Breast cancer survivor stresses mammogram importance following GMA announcement

Breast cancer survivor stresses mammogram importance following GMA announcement

By Cory Marshall. CREATED Nov 14, 2013

TUCSON (KGUN9-TV) - You've likely seen and heard Good Morning America's Amy Robach's emotional announcement that a live on-air mammogram, meant to inspire others to get the procedure, led to her own breast cancer diagnosis.

Now, a Tucson breast cancer survivor is speaking out about the procedure's importance.

Doctors first diagnosed Lanita Price last year, " the thought of dying never crossed my mind. I did think about how chemo would impact me. Was I going to lose my hair?" Price told 9OYS.

Price says her first thought was her husband, who lost his first wife to cancer in 2004.

"I immediately thought when I heard the news, 'how I am going to tell him, you're going through this again. You've got another wife that you have to deal with the same struggle all over again,'" Price continued.

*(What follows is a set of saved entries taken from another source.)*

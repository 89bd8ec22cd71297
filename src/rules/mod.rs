//! Rule representation and compilation.
//!
//! # Data Flow
//! ```text
//! rules.txt / rules.json / rules.yml
//!     → source.rs (read file, pick format)
//!     → compiler.rs (tokenize lines / validate records)
//!         → pattern.rs (enhance + compile regex, memoized)
//!         → template.rs (parse replacement placeholders)
//!     → RuleSet (ordered, immutable)
//!     + Vec<RuleCompilationError> (dropped rules)
//! ```
//!
//! # Design Decisions
//! - A malformed rule is reported and dropped; it never aborts the compile
//! - Action is a tagged enum checked once at compile time
//! - Declaration order is preserved; the router relies on it

pub mod cases;
pub mod compiler;
pub mod error;
pub mod lint;
pub mod pattern;
pub mod source;
pub mod template;

pub use compiler::{CompileOutcome, RuleCompiler};
pub use error::{CompileErrorReason, LoadError, RuleCompilationError, SourceRef};
pub use pattern::{enhance_pattern, PatternCache};
pub use source::{RuleSource, SourceFormat};
pub use template::Template;

use crate::routing::matcher::Matcher;

/// What a matched rule does.
#[derive(Debug, Clone)]
pub enum Action {
    /// Answer with a 3xx response pointing at `location`.
    Redirect { status: u16, location: Template },

    /// Forward the request with a new path, optionally to another origin.
    ///
    /// `status` is the code declared by the rule source (200 for
    /// structured records); it does not affect routing.
    Rewrite {
        status: u16,
        path: Template,
        origin: Option<Template>,
    },
}

impl Action {
    /// Every template carried by the action.
    pub fn templates(&self) -> Vec<&Template> {
        match self {
            Action::Redirect { location, .. } => vec![location],
            Action::Rewrite { path, origin, .. } => {
                let mut templates = vec![path];
                templates.extend(origin.as_ref());
                templates
            }
        }
    }

    pub fn status(&self) -> u16 {
        match self {
            Action::Redirect { status, .. } | Action::Rewrite { status, .. } => *status,
        }
    }

    pub fn is_redirect(&self) -> bool {
        matches!(self, Action::Redirect { .. })
    }
}

/// A compiled routing rule.
#[derive(Debug, Clone)]
pub struct Rule {
    /// Where the rule was declared.
    pub source: SourceRef,
    pub matcher: Matcher,
    pub action: Action,
}

/// An ordered, immutable list of compiled rules.
#[derive(Debug, Clone, Default)]
pub struct RuleSet {
    rules: Vec<Rule>,
}

impl RuleSet {
    pub fn new(rules: Vec<Rule>) -> Self {
        Self { rules }
    }

    pub fn iter(&self) -> std::slice::Iter<'_, Rule> {
        self.rules.iter()
    }

    pub fn get(&self, index: usize) -> Option<&Rule> {
        self.rules.get(index)
    }

    pub fn len(&self) -> usize {
        self.rules.len()
    }

    pub fn is_empty(&self) -> bool {
        self.rules.is_empty()
    }
}

impl<'a> IntoIterator for &'a RuleSet {
    type Item = &'a Rule;
    type IntoIter = std::slice::Iter<'a, Rule>;

    fn into_iter(self) -> Self::IntoIter {
        self.rules.iter()
    }
}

Price's story is shared among the nearly 300,000 Americans diagnosed with new cases of breast cancer each year.

University of Arizona oncologists estimate they diagnose 700-800 new breast cancer cases each year.

"Most patients who are found to have breast cancer don't have any risk factors for developing cancer, other than they're a woman," Director of Breast Surgeon Oncology at the U of A, Dr. Michele Ley said.

According to Dr. Ley, early detection through mammograms has increased breast cancer survival by 20 percent.

"You are the captain of your own body. You can look at this body as a ship and it's going to be steered in the direction that you take it, based on the things that you do to take care of it," Price added.

Price is now cancer free. Today, she is committed to mammogram awareness, the preventative procedure both Price and Robach say saved their lives.

"I'm on an upside right now," Price said, smiling.